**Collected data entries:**

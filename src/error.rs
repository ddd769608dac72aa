//! Error taxonomy.
//!
//! Transport errors are recoverable through backoff, a failed action send is
//! swallowed by the driver that issued it, and `MaxAttemptsExceeded` is the
//! only terminal outcome that needs an operator to restart the bot.

use std::path::PathBuf;
use thiserror::Error;

/// The transport could not establish or keep a session.
#[derive(Debug, Clone, Error, PartialEq, Eq)]
pub enum TransportError {
    #[error("connect failed: {0}")]
    Connect(String),

    #[error("connection dropped: {0}")]
    Dropped(String),
}

/// A feature driver failed to send an action on a live session.
#[derive(Debug, Clone, Error, PartialEq, Eq)]
pub enum SendError {
    #[error("session closed")]
    Closed,

    #[error("send rejected: {0}")]
    Rejected(String),
}

/// Why a controller gave up on its connection.
#[derive(Debug, Clone, Copy, Error, PartialEq, Eq)]
pub enum FailureCause {
    #[error("maximum reconnect attempts ({max_attempts}) reached")]
    MaxAttemptsExceeded { max_attempts: u32 },

    #[error("connection lost and auto-reconnect is disabled")]
    ReconnectDisabled,
}

/// Settings could not be loaded.
#[derive(Debug, Error)]
pub enum ConfigError {
    #[error("failed to read settings file {path}: {source}")]
    Read {
        path: PathBuf,
        #[source]
        source: std::io::Error,
    },

    #[error("failed to parse settings file {path}: {source}")]
    Parse {
        path: PathBuf,
        #[source]
        source: serde_json::Error,
    },

    #[error("invalid setting `{field}`: {reason}")]
    Invalid { field: &'static str, reason: String },
}

/// The record store could not be read or written.
#[derive(Debug, Error)]
pub enum StoreError {
    #[error("store io error on {path}: {source}")]
    Io {
        path: PathBuf,
        #[source]
        source: std::io::Error,
    },

    #[error("store file {path} is corrupt: {source}")]
    Corrupt {
        path: PathBuf,
        #[source]
        source: serde_json::Error,
    },

    #[error("failed to encode records: {0}")]
    Encode(#[from] serde_json::Error),
}

/// Registry operation failures surfaced to the operator.
#[derive(Debug, Error)]
pub enum RegistryError {
    #[error("server {0} not found")]
    NotFound(String),

    #[error("not authorized to manage server {0}")]
    NotAuthorized(String),

    #[error("bot for server {0} is already running")]
    AlreadyRunning(String),

    #[error("bot for server {0} is not running")]
    NotRunning(String),

    #[error("server limit reached ({limit} per user)")]
    LimitReached { limit: usize },

    #[error("invalid server address `{input}`: {reason}")]
    InvalidAddress { input: String, reason: String },

    #[error("admin privileges required")]
    AdminOnly,

    #[error(transparent)]
    Store(#[from] StoreError),
}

**What is being asked:** Of all the entries above, how many lines contain the string "StoreError"? Answer with the number only.

**Solution:** 2